Now here are few things you need to know before we look into the code of spec file

* A describe("some name"...) is called a suite. This name of suite would usually be a component of your application.
* Inside of suite is the it() block. This is called specification. Its is a Js function that says what a small  peice of your component must do.

* Matchers: This basically takes the arguement to the expect function and checks to see if it satisfies some criterion in the matcher. for example: toEqual()

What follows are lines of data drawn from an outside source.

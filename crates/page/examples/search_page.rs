use tode_core::SearchType;
use tode_page::{Document, PageConfig};
use tode_picker::SeededRandom;

const PAGE: &str = r#"
<form id="search">
  <input type="hidden" name="search-type" value="regex">
  <input type="checkbox" name="regex">
</form>
<input id="search-field" type="search">
"#;

fn main() -> anyhow::Result<()> {
    let config = match std::env::args().nth(1) {
        Some(path) => PageConfig::from_json(&std::fs::read_to_string(path)?)?,
        None => PageConfig::default(),
    };

    let doc = Document::parse_with_config(PAGE, config)?;
    let mut picker = doc.mount(SeededRandom::from_entropy())?;
    println!("after mount: {}", doc.snapshot());

    let search_type: SearchType = doc
        .form_field(&doc.config().search_type_field)?
        .value()
        .parse()?;
    println!("search type: {search_type} (query op {:?})", search_type.op());

    for _ in 0..3 {
        println!("example: {}", picker.pick());
    }

    doc.form_field(&doc.config().regex_field)?.set_checked(true);
    for _ in 0..3 {
        println!("regex example: {}", picker.pick());
    }

    println!("final: {:#}", doc.snapshot());
    Ok(())
}
use crate::services::{
    document_store::DocumentError, howto_store::HowtoError, object_store::StorageError,
};
use axum::{
    Json,
    http::StatusCode,
    response::{IntoResponse, Response},
};
use serde_json::json;
use std::fmt;
use tracing::error;

/// A lightweight wrapper for general errors that keeps the message local.
#[derive(Debug)]
pub struct AppError {
    pub status: StatusCode,
    pub message: String,
}

impl AppError {
    /// Create a new AppError with a specific status and message.
    pub fn new(status: StatusCode, msg: impl Into<String>) -> Self {
        Self {
            status,
            message: msg.into(),
        }
    }

    /// Shortcut for a 500 Internal Server Error
    pub fn internal(msg: impl Into<String>) -> Self {
        Self::new(StatusCode::INTERNAL_SERVER_ERROR, msg)
    }

    /// Shortcut for 404 Not Found
    pub fn not_found(msg: impl Into<String>) -> Self {
        Self::new(StatusCode::NOT_FOUND, msg)
    }

    pub fn bad_request(msg: impl Into<String>) -> Self {
        Self::new(StatusCode::BAD_REQUEST, msg)
    }
}

impl fmt::Display for AppError {
    fn fmt(&self, f: &mut fmt::Formatter<'_>) -> fmt::Result {
        write!(f, "{}", self.message)
    }
}

impl std::error::Error for AppError {}

impl IntoResponse for AppError {
    fn into_response(self) -> Response {
        if self.status.is_server_error() {
            error!(status = self.status.as_u16(), "{}", self.message);
        }

        let body = Json(json!({
            "error": self.message,
            "status": self.status.as_u16()
        }));

        (self.status, body).into_response()
    }
}

impl From<StorageError> for AppError {
    fn from(err: StorageError) -> Self {
        match err {
            StorageError::ObjectNotFound(_) => AppError::not_found(err.to_string()),
            StorageError::InvalidObjectPath(_) => AppError::bad_request(err.to_string()),
            other => AppError::internal(other.to_string()),
        }
    }
}

impl From<DocumentError> for AppError {
    fn from(err: DocumentError) -> Self {
        match err {
            DocumentError::InvalidField(_) => AppError::bad_request(err.to_string()),
            DocumentError::SlugTaken { .. } => AppError::new(StatusCode::CONFLICT, err.to_string()),
            other => AppError::internal(other.to_string()),
        }
    }
}

impl From<HowtoError> for AppError {
    fn from(err: HowtoError) -> Self {
        match err {
            HowtoError::Validation(msg) => AppError::bad_request(msg),
            HowtoError::SlugTaken(_)
            | HowtoError::UploadInProgress(_)
            | HowtoError::AlreadyPublished(_) => {
                AppError::new(StatusCode::CONFLICT, err.to_string())
            }
            HowtoError::Upload {
                source: StorageError::InvalidObjectPath(_),
                ..
            } => AppError::bad_request(err.to_string()),
            HowtoError::Document(inner) => inner.into(),
            other => AppError::internal(other.to_string()),
        }
    }
}
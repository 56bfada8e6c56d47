//! Metadata stamped on every stored document.

use chrono::{DateTime, Duration, DurationRound, Utc};
use serde::{Deserialize, Serialize};

/// Bookkeeping fields merged into a document before it is written.
///
/// Timestamps serialize as epoch milliseconds so that ordering by them in the
/// document store is numeric.
#[derive(Serialize, Deserialize, Clone, Debug, PartialEq, Eq)]
pub struct DocMeta {
    #[serde(rename = "_id")]
    pub id: String,

    #[serde(rename = "_created", with = "chrono::serde::ts_milliseconds")]
    pub created: DateTime<Utc>,

    #[serde(rename = "_modified", with = "chrono::serde::ts_milliseconds")]
    pub modified: DateTime<Utc>,

    #[serde(rename = "_deleted")]
    pub deleted: bool,

    /// Owner reference.
    #[serde(rename = "_createdBy")]
    pub created_by: String,
}

impl DocMeta {
    pub fn new(id: impl Into<String>, created_by: impl Into<String>) -> Self {
        let now = Utc::now();
        let now = now.duration_trunc(Duration::milliseconds(1)).unwrap_or(now);
        Self {
            id: id.into(),
            created: now,
            modified: now,
            deleted: false,
            created_by: created_by.into(),
        }
    }
}
//! Health & readiness handlers.
//!
//! - GET /healthz  -> simple liveness ("ok")
//! - GET /readyz   -> readiness that checks DB connectivity and disk I/O

use crate::state::AppState;
use axum::{Json, extract::State, http::StatusCode, response::IntoResponse};
use serde::Serialize;
use std::{collections::HashMap, path::Path};
use tokio::fs;
use uuid::Uuid;

/// `GET /healthz`
///
/// Liveness probe. Never performs I/O.
pub async fn healthz() -> impl IntoResponse {
    (
        StatusCode::OK,
        Json(HealthResponse {
            status: "ok".into(),
        }),
    )
}

/// `GET /readyz`
///
/// Runs `SELECT 1` against SQLite and a write/read/delete round trip under
/// the storage directory. 200 when both pass, 503 otherwise.
pub async fn readyz(State(state): State<AppState>) -> impl IntoResponse {
    let sqlite_check = match sqlx::query_scalar::<_, i64>("SELECT 1")
        .fetch_one(&*state.db)
        .await
    {
        Ok(1) => CheckStatus::ok(),
        Ok(v) => CheckStatus::failed(format!("unexpected result: {}", v)),
        Err(e) => CheckStatus::failed(format!("error: {}", e)),
    };
    let disk_check = check_disk(&state.objects.base_path).await;

    let overall_ok = sqlite_check.ok && disk_check.ok;
    let mut checks = HashMap::new();
    checks.insert("sqlite", sqlite_check);
    checks.insert("disk", disk_check);

    let body = ReadyResponse {
        status: String::from(if overall_ok { "ok" } else { "error" }),
        checks,
    };
    let status = if overall_ok {
        StatusCode::OK
    } else {
        StatusCode::SERVICE_UNAVAILABLE
    };
    (status, Json(body))
}

async fn check_disk(base_path: &Path) -> CheckStatus {
    if let Err(e) = fs::create_dir_all(base_path).await {
        return CheckStatus::failed(format!("could not create storage dir: {}", e));
    }
    let tmp_path = base_path.join(format!(".readyz-{}", Uuid::new_v4()));
    if let Err(e) = fs::write(&tmp_path, b"readyz").await {
        return CheckStatus::failed(format!("could not write tmp file: {}", e));
    }
    let check = match fs::read(&tmp_path).await {
        Ok(bytes) if bytes == b"readyz" => CheckStatus::ok(),
        Ok(_) => CheckStatus::failed("file content mismatch".to_string()),
        Err(e) => CheckStatus::failed(format!("could not read tmp file: {}", e)),
    };
    match fs::remove_file(&tmp_path).await {
        Err(e) if check.ok => CheckStatus {
            ok: true,
            error: Some(format!("could not remove tmp file: {}", e)),
        },
        _ => check,
    }
}

#[derive(Serialize)]
struct HealthResponse {
    status: String,
}

#[derive(Serialize)]
struct ReadyResponse {
    status: String,
    checks: HashMap<&'static str, CheckStatus>,
}

#[derive(Serialize)]
struct CheckStatus {
    ok: bool,
    error: Option<String>,
}

impl CheckStatus {
    fn ok() -> Self {
        Self {
            ok: true,
            error: None,
        }
    }

    fn failed(error: String) -> Self {
        Self {
            ok: false,
            error: Some(error),
        }
    }
}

Now lets take a look at the spec

You can view the example here: http://designmantra.x10.mx/jasmine/

We are carrying out five tests here:
1. Storing current value
2. Addition yields correct results. 
3. Substraction yields correct results.
4. Multiplication yields correct results.
5. Division yields correct results.

Here is the code for spec file:

describe("Calculator",function(){
it("Should have current value stored",function(){
expect(calculator.currentValue).toBeDefined();
});
beforeEach(function(){
calculator.currentValue = 0
});
describe("Addition module",function(){
it("Should add two numbers",function(){
expect(calculator.add(5)).toEqual(5);
expect(calculator.add(5)).toEqual(10);
})
});
describe("Substraction module",function(){
it("Should substract two numbers",function(){
expect(calculator.substract(5)).toEqual(-5);
})
})
describe("Multiplication module",function(){
it("Should multiply two numbers",function(){
calculator.currentValue = 5;
expect(calculator.multiply(5)).toEqual(25);
})
})
describe("Division module",function(){
it("Should divide two numbers",function(){
expect(calculator.divide(5)).toEqual(5);
})
})
})

Here is the corresponding code for calculator.js code

var calculator = {
currentValue : 0,
add: function(num){
return this.currentValue += num;
},
substract:function(num){
return this.currentValue -= num;
},
multiply:function(num){
return this.currentValue *= num;
},
divide:function(num){
return 25/num;
}
}

Hope this article was useful. For any queries write me at prabhu.anirudh@live.in.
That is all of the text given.